I have a PDF document with multiple pages (including an image on each page) that I need to read and make a copy split into a number of PDF documents below a certain size. The code below works without issue in PDFBox 3.0.0 but produces corrupted PDF documents in PDFBox 3.0.1.
long currentSize = 0L;
try (PDDocument document = Loader.loadPDF(file)) {
List<PDDocument> documentList = new ArrayList<>();
for (int i = 0; i < document.getPages().getCount(); i++) {
PDDocument sizeCheck = new PDDocument();
sizeCheck.addPage(document.getPage(i));
ByteArrayOutputStream baos = new ByteArrayOutputStream();
sizeCheck.save(baos);
long pageSize = baos.size();
if (currentSize==0L || (currentSize+pageSize) > 7485760L) {
PDDocument tempDoc = new PDDocument();
tempDoc.addPage(document.getPage(i));
documentList.add(tempDoc);
currentSize=pageSize;
} else {
documentList.get(documentList.size() - 1).addPage(document.getPage(i));
currentSize+=pageSize;
}
}
for (PDDocument doc : documentList) {
File temp = Files.createTempFile(UUID.randomUUID(), ".pdf").toFile();
doc.save(temp);
doc.close();
}
}
The corrupted PDFs produced display the image on the first page but all subsequent pages do not have the image and get the warning message 'There was an error processing a page.

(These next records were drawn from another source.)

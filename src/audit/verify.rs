//! Chain Verification
//!
//! Replays a contiguous run of audit events, recomputing every digest and
//! checking linkage, signatures and timestamp order. Problems are reported
//! per row so one corrupted event does not hide the rest of the chain.

use std::collections::HashMap;
use std::fmt;
use std::path::Path;

use chrono::{DateTime, Utc};
use serde::Serialize;
use sqlx::SqlitePool;
use tracing::{debug, info, warn};

use crate::audit::digest;
use crate::audit::entry::AuditEvent;
use crate::audit::export::load_export;
use crate::audit::logger::read_range;
use crate::audit::merkle::merkle_root_of_hashes;
use crate::crypto::PublicKeyMaterial;
use crate::error::TrustChainError;
use crate::multisig::SignerRegistry;
use crate::signing::{decode_b64, ResolvedSigner};

#[derive(Debug, Clone, Copy, PartialEq, Eq, Hash, Serialize)]
#[serde(rename_all = "SCREAMING_SNAKE_CASE")]
pub enum IssueCode {
    ChainBroken,
    HashMismatch,
    SigInvalid,
    SigUnverifiable,
    SignerUnknown,
    Unsigned,
    PayloadInvalid,
    TimestampRegression,
    GenesisPrevHash,
}

impl IssueCode {
    pub fn as_str(&self) -> &'static str {
        match self {
            IssueCode::ChainBroken => "CHAIN_BROKEN",
            IssueCode::HashMismatch => "HASH_MISMATCH",
            IssueCode::SigInvalid => "SIG_INVALID",
            IssueCode::SigUnverifiable => "SIG_UNVERIFIABLE",
            IssueCode::SignerUnknown => "SIGNER_UNKNOWN",
            IssueCode::Unsigned => "UNSIGNED",
            IssueCode::PayloadInvalid => "PAYLOAD_INVALID",
            IssueCode::TimestampRegression => "TIMESTAMP_REGRESSION",
            IssueCode::GenesisPrevHash => "GENESIS_PREV_HASH",
        }
    }
}

impl fmt::Display for IssueCode {
    fn fmt(&self, f: &mut fmt::Formatter<'_>) -> fmt::Result {
        f.write_str(self.as_str())
    }
}

#[derive(Debug, Clone, Copy, PartialEq, Eq, Serialize)]
#[serde(rename_all = "lowercase")]
pub enum Severity {
    Failure,
    Warning,
}

#[derive(Debug, Clone, PartialEq, Eq, Serialize)]
pub struct Issue {
    pub code: IssueCode,
    pub severity: Severity,
    pub message: String,
}

#[derive(Debug, Clone, Copy, PartialEq, Eq, Serialize)]
#[serde(rename_all = "lowercase")]
pub enum SignatureStatus {
    Valid,
    Invalid,
    Unsigned,
    Unverifiable,
    Skipped,
}

impl SignatureStatus {
    fn as_str(&self) -> &'static str {
        match self {
            SignatureStatus::Valid => "valid",
            SignatureStatus::Invalid => "invalid",
            SignatureStatus::Unsigned => "unsigned",
            SignatureStatus::Unverifiable => "unverifiable",
            SignatureStatus::Skipped => "skipped",
        }
    }
}

/// Per-row outcome.
#[derive(Debug, Clone, Serialize)]
#[serde(rename_all = "camelCase")]
pub struct RowReport {
    pub index: usize,
    pub id: String,
    pub event_type: String,
    pub hash: String,
    pub chain_ok: bool,
    pub hash_ok: bool,
    pub signature: SignatureStatus,
    pub issues: Vec<Issue>,
}

impl RowReport {
    pub fn has_failure(&self) -> bool {
        self.issues.iter().any(|i| i.severity == Severity::Failure)
    }

    pub fn has_issue(&self, code: IssueCode) -> bool {
        self.issues.iter().any(|i| i.code == code)
    }

    /// One-line status for terminal output.
    pub fn line(&self) -> String {
        let status = if self.has_failure() {
            "FAIL"
        } else if self.issues.is_empty() {
            "ok"
        } else {
            "warn"
        };
        let mut line = format!(
            "{:<4} #{} {} {} chain={} hash={} sig={}",
            status,
            self.index,
            self.id,
            self.event_type,
            if self.chain_ok { "ok" } else { "broken" },
            if self.hash_ok { "ok" } else { "mismatch" },
            self.signature.as_str()
        );
        if !self.issues.is_empty() {
            let codes: Vec<&str> = self.issues.iter().map(|i| i.code.as_str()).collect();
            line.push_str(&format!(" [{}]", codes.join(",")));
        }
        line
    }
}

#[derive(Debug, Clone, Serialize)]
#[serde(rename_all = "camelCase")]
pub struct VerificationReport {
    pub rows: Vec<RowReport>,
    pub verified: usize,
    pub failures: usize,
    pub warnings: usize,
    pub head_hash: Option<String>,
    pub merkle_root: Option<String>,
}

impl VerificationReport {
    /// No row carries a failure.
    pub fn is_valid(&self) -> bool {
        self.failures == 0
    }

    pub fn summary(&self) -> String {
        format!(
            "{} rows: {} verified, {} with failures, {} warnings{}",
            self.rows.len(),
            self.verified,
            self.failures,
            self.warnings,
            self.merkle_root
                .as_deref()
                .map(|r| format!(", merkle root {}", r))
                .unwrap_or_default()
        )
    }
}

There was a problem reading this document (18).'
Reverting to PDFBox 3.0.0 eliminates the error and the PDF documents display with the image as intended.
This only happens with a PDF document with images. If I run the same code with a PDF containing text only the PDFs produced have no issues.
It is specifically caused by saving to the ByteArrayOutputStream I am using to get the page size. If I remove this the issue does not occur.